**Brief**.
Copy each line in the data that includes the word "bool".

[[ Data for analysis, beginning ]]

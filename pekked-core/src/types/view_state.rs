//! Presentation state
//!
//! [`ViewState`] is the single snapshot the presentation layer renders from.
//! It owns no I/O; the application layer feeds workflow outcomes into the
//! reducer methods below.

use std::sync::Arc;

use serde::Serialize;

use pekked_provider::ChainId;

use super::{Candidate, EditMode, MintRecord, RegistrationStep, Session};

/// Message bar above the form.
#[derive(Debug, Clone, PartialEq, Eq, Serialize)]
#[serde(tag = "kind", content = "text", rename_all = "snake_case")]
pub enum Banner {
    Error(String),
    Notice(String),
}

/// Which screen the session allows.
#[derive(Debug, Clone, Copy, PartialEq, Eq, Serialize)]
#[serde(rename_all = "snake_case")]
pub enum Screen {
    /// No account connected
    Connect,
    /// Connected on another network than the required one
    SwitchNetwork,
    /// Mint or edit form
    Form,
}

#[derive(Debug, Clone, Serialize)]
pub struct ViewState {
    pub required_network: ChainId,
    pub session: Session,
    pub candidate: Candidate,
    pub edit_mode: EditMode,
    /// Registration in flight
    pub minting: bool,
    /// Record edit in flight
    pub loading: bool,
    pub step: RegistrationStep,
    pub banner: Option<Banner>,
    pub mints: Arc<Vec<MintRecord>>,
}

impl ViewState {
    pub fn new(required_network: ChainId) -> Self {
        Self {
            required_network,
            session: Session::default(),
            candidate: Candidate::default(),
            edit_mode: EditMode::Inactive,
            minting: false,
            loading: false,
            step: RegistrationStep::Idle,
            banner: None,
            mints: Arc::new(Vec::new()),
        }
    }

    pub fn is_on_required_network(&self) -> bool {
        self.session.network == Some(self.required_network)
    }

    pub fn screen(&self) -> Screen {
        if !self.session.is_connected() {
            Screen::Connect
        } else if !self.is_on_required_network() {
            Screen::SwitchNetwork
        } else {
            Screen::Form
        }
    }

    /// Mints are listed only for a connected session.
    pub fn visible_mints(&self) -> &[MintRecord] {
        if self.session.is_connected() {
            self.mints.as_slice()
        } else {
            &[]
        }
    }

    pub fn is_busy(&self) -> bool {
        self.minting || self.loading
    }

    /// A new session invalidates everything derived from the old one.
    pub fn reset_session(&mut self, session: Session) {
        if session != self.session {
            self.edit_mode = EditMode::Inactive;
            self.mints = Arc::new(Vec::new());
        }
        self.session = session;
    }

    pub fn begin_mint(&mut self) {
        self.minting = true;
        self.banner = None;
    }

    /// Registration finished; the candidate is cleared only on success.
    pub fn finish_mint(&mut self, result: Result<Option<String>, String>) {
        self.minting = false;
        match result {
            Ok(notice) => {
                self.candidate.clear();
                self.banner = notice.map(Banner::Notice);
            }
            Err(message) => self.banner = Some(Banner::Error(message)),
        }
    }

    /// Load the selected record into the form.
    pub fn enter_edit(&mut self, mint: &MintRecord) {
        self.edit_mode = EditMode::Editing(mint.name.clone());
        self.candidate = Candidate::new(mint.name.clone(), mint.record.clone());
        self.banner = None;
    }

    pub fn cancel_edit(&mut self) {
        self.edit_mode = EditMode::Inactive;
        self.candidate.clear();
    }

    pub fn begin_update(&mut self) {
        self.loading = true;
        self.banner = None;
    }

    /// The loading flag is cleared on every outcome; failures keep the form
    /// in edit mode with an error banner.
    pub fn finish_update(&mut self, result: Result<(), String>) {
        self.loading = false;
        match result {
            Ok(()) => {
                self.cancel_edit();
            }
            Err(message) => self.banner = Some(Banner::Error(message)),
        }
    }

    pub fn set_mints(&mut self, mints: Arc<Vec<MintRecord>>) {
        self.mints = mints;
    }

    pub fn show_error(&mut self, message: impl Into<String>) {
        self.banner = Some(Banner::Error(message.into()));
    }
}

[[ Data for analysis, end ]]

**Exercise output**.
    pub minting: bool,
    pub loading: bool,
    pub fn is_on_required_network(&self) -> bool {
    pub fn is_busy(&self) -> bool {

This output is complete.